| What you should do |
Which lines of the data include the string "LoadedScene"? List them all.
================
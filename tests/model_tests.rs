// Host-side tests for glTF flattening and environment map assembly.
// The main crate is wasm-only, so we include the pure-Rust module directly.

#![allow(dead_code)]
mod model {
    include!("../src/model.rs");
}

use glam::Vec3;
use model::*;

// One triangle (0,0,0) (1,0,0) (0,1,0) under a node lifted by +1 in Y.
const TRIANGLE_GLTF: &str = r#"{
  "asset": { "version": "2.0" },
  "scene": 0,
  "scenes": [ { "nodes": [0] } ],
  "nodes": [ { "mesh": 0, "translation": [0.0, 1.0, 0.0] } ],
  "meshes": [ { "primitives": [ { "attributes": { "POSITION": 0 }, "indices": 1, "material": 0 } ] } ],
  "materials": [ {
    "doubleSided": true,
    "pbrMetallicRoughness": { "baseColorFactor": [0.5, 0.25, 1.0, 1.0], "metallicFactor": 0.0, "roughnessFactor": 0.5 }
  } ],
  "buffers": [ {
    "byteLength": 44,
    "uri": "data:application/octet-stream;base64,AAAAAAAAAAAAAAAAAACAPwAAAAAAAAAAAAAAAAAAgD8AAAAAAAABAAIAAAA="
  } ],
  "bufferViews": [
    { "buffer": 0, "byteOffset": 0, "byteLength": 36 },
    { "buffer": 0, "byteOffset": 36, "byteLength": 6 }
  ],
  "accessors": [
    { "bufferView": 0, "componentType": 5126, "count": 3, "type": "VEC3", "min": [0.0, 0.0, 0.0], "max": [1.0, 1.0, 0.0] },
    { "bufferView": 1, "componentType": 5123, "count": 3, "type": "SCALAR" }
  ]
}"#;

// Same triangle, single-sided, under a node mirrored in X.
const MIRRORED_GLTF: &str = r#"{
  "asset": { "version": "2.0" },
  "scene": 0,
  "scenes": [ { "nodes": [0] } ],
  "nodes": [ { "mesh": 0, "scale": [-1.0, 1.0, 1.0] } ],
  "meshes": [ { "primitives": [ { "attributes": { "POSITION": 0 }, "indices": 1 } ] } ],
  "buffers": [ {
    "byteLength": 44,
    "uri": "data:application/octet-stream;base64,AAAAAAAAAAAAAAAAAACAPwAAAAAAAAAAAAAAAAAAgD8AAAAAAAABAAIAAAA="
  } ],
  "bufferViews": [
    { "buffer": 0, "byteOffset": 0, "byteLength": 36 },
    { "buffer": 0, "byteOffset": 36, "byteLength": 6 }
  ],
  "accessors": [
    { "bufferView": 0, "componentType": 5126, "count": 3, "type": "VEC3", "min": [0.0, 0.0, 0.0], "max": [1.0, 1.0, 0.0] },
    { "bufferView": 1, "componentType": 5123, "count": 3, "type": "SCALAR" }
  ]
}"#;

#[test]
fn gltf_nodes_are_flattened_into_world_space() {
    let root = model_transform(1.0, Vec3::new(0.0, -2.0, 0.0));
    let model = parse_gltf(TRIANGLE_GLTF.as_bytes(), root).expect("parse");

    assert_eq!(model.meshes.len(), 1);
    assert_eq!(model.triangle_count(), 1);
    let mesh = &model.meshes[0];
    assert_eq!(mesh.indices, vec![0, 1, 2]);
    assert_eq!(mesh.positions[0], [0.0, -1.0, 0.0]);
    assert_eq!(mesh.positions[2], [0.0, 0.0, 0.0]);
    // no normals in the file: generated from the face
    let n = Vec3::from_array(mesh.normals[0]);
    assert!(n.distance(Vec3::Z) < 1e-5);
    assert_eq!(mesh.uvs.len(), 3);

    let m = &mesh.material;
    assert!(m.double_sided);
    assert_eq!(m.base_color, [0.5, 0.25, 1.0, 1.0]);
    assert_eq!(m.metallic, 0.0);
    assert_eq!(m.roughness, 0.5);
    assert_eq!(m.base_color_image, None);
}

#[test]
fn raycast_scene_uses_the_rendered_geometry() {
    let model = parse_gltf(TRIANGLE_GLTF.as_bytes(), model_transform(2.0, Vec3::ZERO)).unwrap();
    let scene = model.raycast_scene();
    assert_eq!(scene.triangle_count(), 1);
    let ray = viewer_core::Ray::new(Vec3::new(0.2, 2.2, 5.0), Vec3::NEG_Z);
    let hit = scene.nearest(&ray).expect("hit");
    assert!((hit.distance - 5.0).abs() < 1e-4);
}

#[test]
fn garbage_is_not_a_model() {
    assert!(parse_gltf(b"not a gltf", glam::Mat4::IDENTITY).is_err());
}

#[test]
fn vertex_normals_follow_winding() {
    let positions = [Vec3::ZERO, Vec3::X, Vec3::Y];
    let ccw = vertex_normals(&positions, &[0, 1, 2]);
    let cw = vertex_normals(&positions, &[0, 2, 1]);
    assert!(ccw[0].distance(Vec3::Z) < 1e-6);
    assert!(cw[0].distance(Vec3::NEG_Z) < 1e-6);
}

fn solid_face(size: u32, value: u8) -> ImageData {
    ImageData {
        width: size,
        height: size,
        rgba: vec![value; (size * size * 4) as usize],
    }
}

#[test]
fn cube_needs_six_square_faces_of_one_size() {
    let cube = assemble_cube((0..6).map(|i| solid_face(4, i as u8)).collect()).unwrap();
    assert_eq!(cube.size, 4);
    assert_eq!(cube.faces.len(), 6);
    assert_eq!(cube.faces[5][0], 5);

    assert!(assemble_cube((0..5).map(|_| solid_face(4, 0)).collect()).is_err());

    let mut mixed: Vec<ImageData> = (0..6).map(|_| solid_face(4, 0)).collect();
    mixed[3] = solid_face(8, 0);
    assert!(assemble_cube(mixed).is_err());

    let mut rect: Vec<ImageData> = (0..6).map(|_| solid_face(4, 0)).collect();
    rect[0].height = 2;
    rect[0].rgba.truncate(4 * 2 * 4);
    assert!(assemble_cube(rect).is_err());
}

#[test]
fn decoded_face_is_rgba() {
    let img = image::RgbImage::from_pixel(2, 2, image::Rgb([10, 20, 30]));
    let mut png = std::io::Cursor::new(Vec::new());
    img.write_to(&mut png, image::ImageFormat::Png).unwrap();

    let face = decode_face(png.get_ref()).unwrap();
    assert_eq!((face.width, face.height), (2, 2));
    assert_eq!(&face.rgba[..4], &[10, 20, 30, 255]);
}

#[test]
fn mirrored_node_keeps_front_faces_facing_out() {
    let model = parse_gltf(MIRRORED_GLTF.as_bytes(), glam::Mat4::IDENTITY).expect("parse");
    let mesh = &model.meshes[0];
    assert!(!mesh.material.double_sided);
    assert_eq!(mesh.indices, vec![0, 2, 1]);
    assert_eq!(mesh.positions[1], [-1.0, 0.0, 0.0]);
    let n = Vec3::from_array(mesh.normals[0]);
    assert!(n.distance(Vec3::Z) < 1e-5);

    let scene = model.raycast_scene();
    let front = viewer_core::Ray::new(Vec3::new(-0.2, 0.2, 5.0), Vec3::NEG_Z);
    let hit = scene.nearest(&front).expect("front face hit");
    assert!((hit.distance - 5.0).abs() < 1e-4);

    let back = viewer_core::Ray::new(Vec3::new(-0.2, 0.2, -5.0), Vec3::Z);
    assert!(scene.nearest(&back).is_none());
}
================
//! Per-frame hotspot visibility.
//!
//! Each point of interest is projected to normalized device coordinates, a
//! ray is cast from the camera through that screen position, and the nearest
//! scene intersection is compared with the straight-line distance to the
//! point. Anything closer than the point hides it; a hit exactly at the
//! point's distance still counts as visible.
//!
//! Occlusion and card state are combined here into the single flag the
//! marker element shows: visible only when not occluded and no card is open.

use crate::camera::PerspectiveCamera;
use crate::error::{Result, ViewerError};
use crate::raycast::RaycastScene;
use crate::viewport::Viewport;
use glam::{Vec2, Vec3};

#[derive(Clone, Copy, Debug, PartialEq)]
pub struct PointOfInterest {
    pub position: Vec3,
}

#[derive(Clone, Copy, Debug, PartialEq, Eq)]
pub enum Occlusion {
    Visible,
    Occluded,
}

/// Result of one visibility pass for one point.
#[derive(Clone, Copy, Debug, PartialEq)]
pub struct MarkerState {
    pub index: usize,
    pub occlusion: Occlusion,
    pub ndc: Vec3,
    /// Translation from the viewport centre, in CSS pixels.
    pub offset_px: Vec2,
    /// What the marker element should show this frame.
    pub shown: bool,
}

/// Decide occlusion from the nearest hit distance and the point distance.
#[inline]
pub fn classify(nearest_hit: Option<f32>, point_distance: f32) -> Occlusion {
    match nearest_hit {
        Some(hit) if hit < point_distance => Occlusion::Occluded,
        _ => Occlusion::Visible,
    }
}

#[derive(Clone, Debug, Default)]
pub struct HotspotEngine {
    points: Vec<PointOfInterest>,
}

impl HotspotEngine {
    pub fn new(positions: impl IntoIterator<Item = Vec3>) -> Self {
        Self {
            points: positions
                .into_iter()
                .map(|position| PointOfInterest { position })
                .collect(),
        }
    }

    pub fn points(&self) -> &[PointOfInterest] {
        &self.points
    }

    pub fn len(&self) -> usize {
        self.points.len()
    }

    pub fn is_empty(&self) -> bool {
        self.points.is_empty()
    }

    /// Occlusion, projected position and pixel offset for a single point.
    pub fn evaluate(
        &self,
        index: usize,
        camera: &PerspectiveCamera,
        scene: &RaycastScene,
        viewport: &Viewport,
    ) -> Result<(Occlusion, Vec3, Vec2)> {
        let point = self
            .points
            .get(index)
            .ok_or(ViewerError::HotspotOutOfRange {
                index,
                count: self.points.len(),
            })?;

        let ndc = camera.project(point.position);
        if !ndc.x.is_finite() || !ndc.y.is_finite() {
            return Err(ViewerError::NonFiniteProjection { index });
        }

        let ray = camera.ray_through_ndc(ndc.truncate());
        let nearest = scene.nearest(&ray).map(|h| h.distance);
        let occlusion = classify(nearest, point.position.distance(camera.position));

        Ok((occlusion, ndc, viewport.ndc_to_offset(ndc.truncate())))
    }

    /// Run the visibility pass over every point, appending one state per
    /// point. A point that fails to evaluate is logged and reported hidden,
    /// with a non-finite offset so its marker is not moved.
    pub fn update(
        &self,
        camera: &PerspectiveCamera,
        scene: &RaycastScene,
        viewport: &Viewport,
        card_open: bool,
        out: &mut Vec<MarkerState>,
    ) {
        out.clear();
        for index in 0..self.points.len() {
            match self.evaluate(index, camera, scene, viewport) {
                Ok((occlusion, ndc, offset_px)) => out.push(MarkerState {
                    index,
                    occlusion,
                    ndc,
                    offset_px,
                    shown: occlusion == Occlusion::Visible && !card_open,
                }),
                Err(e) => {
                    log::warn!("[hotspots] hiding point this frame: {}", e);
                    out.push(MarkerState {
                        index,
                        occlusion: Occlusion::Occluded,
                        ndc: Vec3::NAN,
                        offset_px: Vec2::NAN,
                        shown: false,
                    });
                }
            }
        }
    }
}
================
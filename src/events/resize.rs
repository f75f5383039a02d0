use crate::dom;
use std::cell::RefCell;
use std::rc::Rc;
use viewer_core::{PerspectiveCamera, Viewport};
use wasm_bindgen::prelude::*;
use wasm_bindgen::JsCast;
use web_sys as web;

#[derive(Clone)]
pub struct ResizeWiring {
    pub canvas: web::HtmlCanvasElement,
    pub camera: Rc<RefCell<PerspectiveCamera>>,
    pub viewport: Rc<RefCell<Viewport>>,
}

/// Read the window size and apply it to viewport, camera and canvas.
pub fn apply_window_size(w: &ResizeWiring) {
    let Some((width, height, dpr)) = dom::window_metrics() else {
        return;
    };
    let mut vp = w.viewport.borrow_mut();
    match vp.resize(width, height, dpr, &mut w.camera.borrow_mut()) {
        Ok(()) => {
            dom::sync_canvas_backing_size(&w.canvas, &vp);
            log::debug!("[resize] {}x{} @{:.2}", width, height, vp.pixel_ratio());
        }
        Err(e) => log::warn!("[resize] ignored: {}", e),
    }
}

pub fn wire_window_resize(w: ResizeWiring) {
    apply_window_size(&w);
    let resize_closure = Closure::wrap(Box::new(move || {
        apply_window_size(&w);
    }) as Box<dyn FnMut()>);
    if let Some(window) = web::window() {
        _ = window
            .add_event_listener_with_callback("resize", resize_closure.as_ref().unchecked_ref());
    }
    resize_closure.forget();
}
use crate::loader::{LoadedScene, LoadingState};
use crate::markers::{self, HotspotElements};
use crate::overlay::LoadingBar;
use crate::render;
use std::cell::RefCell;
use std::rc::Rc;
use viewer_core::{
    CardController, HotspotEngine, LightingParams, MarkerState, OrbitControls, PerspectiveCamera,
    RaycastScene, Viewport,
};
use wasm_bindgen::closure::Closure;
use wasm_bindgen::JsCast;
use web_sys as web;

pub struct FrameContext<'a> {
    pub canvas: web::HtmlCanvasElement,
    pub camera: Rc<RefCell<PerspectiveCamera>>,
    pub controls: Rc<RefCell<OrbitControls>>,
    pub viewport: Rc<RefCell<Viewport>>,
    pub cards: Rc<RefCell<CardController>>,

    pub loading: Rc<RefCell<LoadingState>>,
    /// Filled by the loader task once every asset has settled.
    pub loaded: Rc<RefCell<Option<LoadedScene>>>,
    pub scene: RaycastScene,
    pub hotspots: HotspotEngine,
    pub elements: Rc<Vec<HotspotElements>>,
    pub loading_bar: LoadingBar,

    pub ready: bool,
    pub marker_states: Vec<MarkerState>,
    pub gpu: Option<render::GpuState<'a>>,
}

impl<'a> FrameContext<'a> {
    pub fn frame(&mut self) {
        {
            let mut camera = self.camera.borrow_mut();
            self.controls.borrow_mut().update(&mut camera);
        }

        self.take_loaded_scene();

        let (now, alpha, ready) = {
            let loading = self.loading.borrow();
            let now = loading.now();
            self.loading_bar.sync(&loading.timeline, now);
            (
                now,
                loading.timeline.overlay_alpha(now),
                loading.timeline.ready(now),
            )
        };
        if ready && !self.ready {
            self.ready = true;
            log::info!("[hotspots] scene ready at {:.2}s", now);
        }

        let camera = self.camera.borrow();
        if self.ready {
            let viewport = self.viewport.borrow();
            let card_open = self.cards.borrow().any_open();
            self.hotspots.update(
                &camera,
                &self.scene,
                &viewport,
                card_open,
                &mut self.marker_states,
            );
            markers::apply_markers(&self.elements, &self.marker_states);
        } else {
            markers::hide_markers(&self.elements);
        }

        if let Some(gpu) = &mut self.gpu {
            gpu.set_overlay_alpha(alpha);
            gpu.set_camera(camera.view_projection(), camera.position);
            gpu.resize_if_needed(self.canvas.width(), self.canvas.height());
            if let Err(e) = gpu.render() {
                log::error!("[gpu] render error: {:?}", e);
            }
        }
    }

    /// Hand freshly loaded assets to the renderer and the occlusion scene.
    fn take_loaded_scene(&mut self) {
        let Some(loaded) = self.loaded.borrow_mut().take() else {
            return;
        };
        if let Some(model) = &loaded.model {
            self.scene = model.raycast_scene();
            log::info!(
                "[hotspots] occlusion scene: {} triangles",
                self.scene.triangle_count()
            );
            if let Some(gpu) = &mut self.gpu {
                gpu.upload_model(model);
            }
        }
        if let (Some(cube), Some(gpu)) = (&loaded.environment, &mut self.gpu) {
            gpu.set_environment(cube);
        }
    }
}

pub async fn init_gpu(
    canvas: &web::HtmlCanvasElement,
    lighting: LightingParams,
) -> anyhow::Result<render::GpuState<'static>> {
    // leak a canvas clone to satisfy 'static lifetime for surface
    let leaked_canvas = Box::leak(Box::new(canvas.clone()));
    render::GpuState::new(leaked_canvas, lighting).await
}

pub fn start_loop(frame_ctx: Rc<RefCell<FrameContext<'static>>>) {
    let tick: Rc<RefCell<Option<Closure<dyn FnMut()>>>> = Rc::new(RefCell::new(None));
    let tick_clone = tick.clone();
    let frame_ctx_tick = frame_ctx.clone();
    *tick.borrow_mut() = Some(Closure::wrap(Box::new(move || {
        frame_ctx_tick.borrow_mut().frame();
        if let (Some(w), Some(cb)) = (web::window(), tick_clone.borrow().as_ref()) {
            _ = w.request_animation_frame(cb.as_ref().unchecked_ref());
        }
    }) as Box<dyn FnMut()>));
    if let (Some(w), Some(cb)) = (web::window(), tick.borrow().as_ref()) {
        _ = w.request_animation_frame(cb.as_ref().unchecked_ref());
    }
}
================
| Reply |
use crate::loader::{LoadedScene, LoadingState};
    pub loaded: Rc<RefCell<Option<LoadedScene>>>,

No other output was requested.